"Our model produces nearly optimal results, and should save designers an enormous amount of time in reaching results that can be used to create prototypes or that could be refined using conventional modelling techniques," said Jacob Adams, assistant professor of electrical and computer engineering at NC.
Competition for available bandwidth is fierce. Commercial and military communication services must broadcast and receive information via the finite spectrum of radio frequencies, even as consumers are calling for faster download speeds for their personal devices.
However, implementing the MIMO concept in small, mobile devices can pose significant design challenges. That's because the ports can ‘couple’, or interact, when they are placed too close together - making it effectively impossible for them to differentiate between the signals they are receiving from the transmitters.

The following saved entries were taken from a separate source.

//! Note/link item model.
//!
//! # Responsibility
//! - Define the item record placed on boards as note or link tiles.
//! - Normalize user-entered item fields before they are stored.
//!
//! # Invariants
//! - `w >= 1` and `h >= 1` for every item written by core operations.
//! - `board_id` names the one board whose slots anchor this item.
//! - Link content always carries an `http://` or `https://` scheme.

use crate::grid::TileSize;
use crate::model::board::BoardId;
use once_cell::sync::Lazy;
use regex::Regex;
use serde::{Deserialize, Serialize};
use std::error::Error;
use std::fmt::{Display, Formatter};
use uuid::Uuid;

static URL_SCHEME_RE: Lazy<Regex> =
    Lazy::new(|| Regex::new(r"(?i)^https?://").expect("valid url scheme regex"));

/// Stable item identifier.
pub type ItemId = Uuid;

/// Item tile category.
#[derive(Debug, Clone, Copy, PartialEq, Eq, Hash, Serialize, Deserialize)]
#[serde(rename_all = "snake_case")]
pub enum ItemKind {
    /// Free-form text note.
    Note,
    /// External URL.
    Link,
}

impl ItemKind {
    /// Stable lowercase label used in logs and FFI payloads.
    pub fn as_str(self) -> &'static str {
        match self {
            Self::Note => "note",
            Self::Link => "link",
        }
    }

    /// Parses a lowercase label.
    pub fn parse(value: &str) -> Option<Self> {
        match value.trim().to_ascii_lowercase().as_str() {
            "note" => Some(Self::Note),
            "link" => Some(Self::Link),
            _ => None,
        }
    }
}

/// Note or link placed on one board.
#[derive(Debug, Clone, PartialEq, Eq, Serialize, Deserialize)]
#[serde(rename_all = "camelCase")]
pub struct Item {
    /// Stable item id.
    pub id: ItemId,
    /// Owning board.
    pub board_id: BoardId,
    /// Tile category.
    pub kind: ItemKind,
    /// Optional heading.
    #[serde(default)]
    pub title: Option<String>,
    /// Note text or link URL.
    #[serde(default)]
    pub content: String,
    /// Footprint width in cells. `0` in persisted data means "kind default".
    #[serde(default)]
    pub w: usize,
    /// Footprint height in cells. `0` in persisted data means "kind default".
    #[serde(default)]
    pub h: usize,
}

impl Item {
    /// Creates an item with a generated id and the given footprint.
    pub fn new(
        board_id: BoardId,
        kind: ItemKind,
        title: Option<String>,
        content: impl Into<String>,
        size: TileSize,
    ) -> Self {
        Self {
            id: Uuid::new_v4(),
            board_id,
            kind,
            title,
            content: content.into(),
            w: size.w,
            h: size.h,
        }
    }

    /// Returns the stored footprint floored at 1x1.
    pub fn size(&self) -> TileSize {
        TileSize::new(self.w, self.h)
    }

    /// Replaces the stored footprint.
    pub fn set_size(&mut self, size: TileSize) {
        self.w = size.w.max(1);
        self.h = size.h.max(1);
    }
}

/// Errors for user-entered item fields.
#[derive(Debug, Clone, PartialEq, Eq)]
pub enum ItemInputError {
    /// Note text or link URL is blank after trim.
    EmptyContent(ItemKind),
}

impl Display for ItemInputError {
    fn fmt(&self, f: &mut Formatter<'_>) -> std::fmt::Result {
        match self {
            Self::EmptyContent(kind) => write!(f, "{} content must not be blank", kind.as_str()),
        }
    }
}

impl Error for ItemInputError {}

/// Normalized title/content pair ready to be stored.
#[derive(Debug, Clone, PartialEq, Eq)]
pub struct ItemInput {
    /// Trimmed title; blank input becomes `None`.
    pub title: Option<String>,
    /// Trimmed content, scheme-prefixed for links.
    pub content: String,
}

/// Normalizes raw title/content for one item kind.
///
/// # Errors
/// - Returns `EmptyContent` when content is blank after trim.
pub fn normalize_item_input(
    kind: ItemKind,
    title: Option<&str>,
    content: &str,
) -> Result<ItemInput, ItemInputError> {
    let content = content.trim();
    if content.is_empty() {
        return Err(ItemInputError::EmptyContent(kind));
    }
    let content = match kind {
        ItemKind::Link => normalize_link(content),
        ItemKind::Note => content.to_string(),
    };
    let title = title
        .map(str::trim)
        .filter(|value| !value.is_empty())
        .map(ToString::to_string);
    Ok(ItemInput { title, content })
}

/// Prefixes `https://` when a link has no http(s) scheme.
pub fn normalize_link(value: &str) -> String {
    let trimmed = value.trim();
    if URL_SCHEME_RE.is_match(trimmed) {
        trimmed.to_string()
    } else {
        format!("https://{trimmed}")
    }
}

Designing a MIMO antenna and choosing the best location for each port on a MIMO antenna can be time consuming, because each possible configuration of ports requires designers to calculate how the configuration would affect all of the ports. And the problem increases by an order of magnitude for every additional port used in the design.
The researchers addressed this problem by creating an approximate model that does two things: It calculates the performance of each probe point in regard to its efficiency in sending and receiving information; and it tells users the extent to which each configuration of probes causes the individual probes to couple.
The researchers calculated that directly determining the performance impact of every possible configuration for a MIMO antenna with only two ports would take approximately 7000 minutes using conventional methods. Using their model, the researchers claimed to identify a near-optimal configuration in approximately 15 minutes.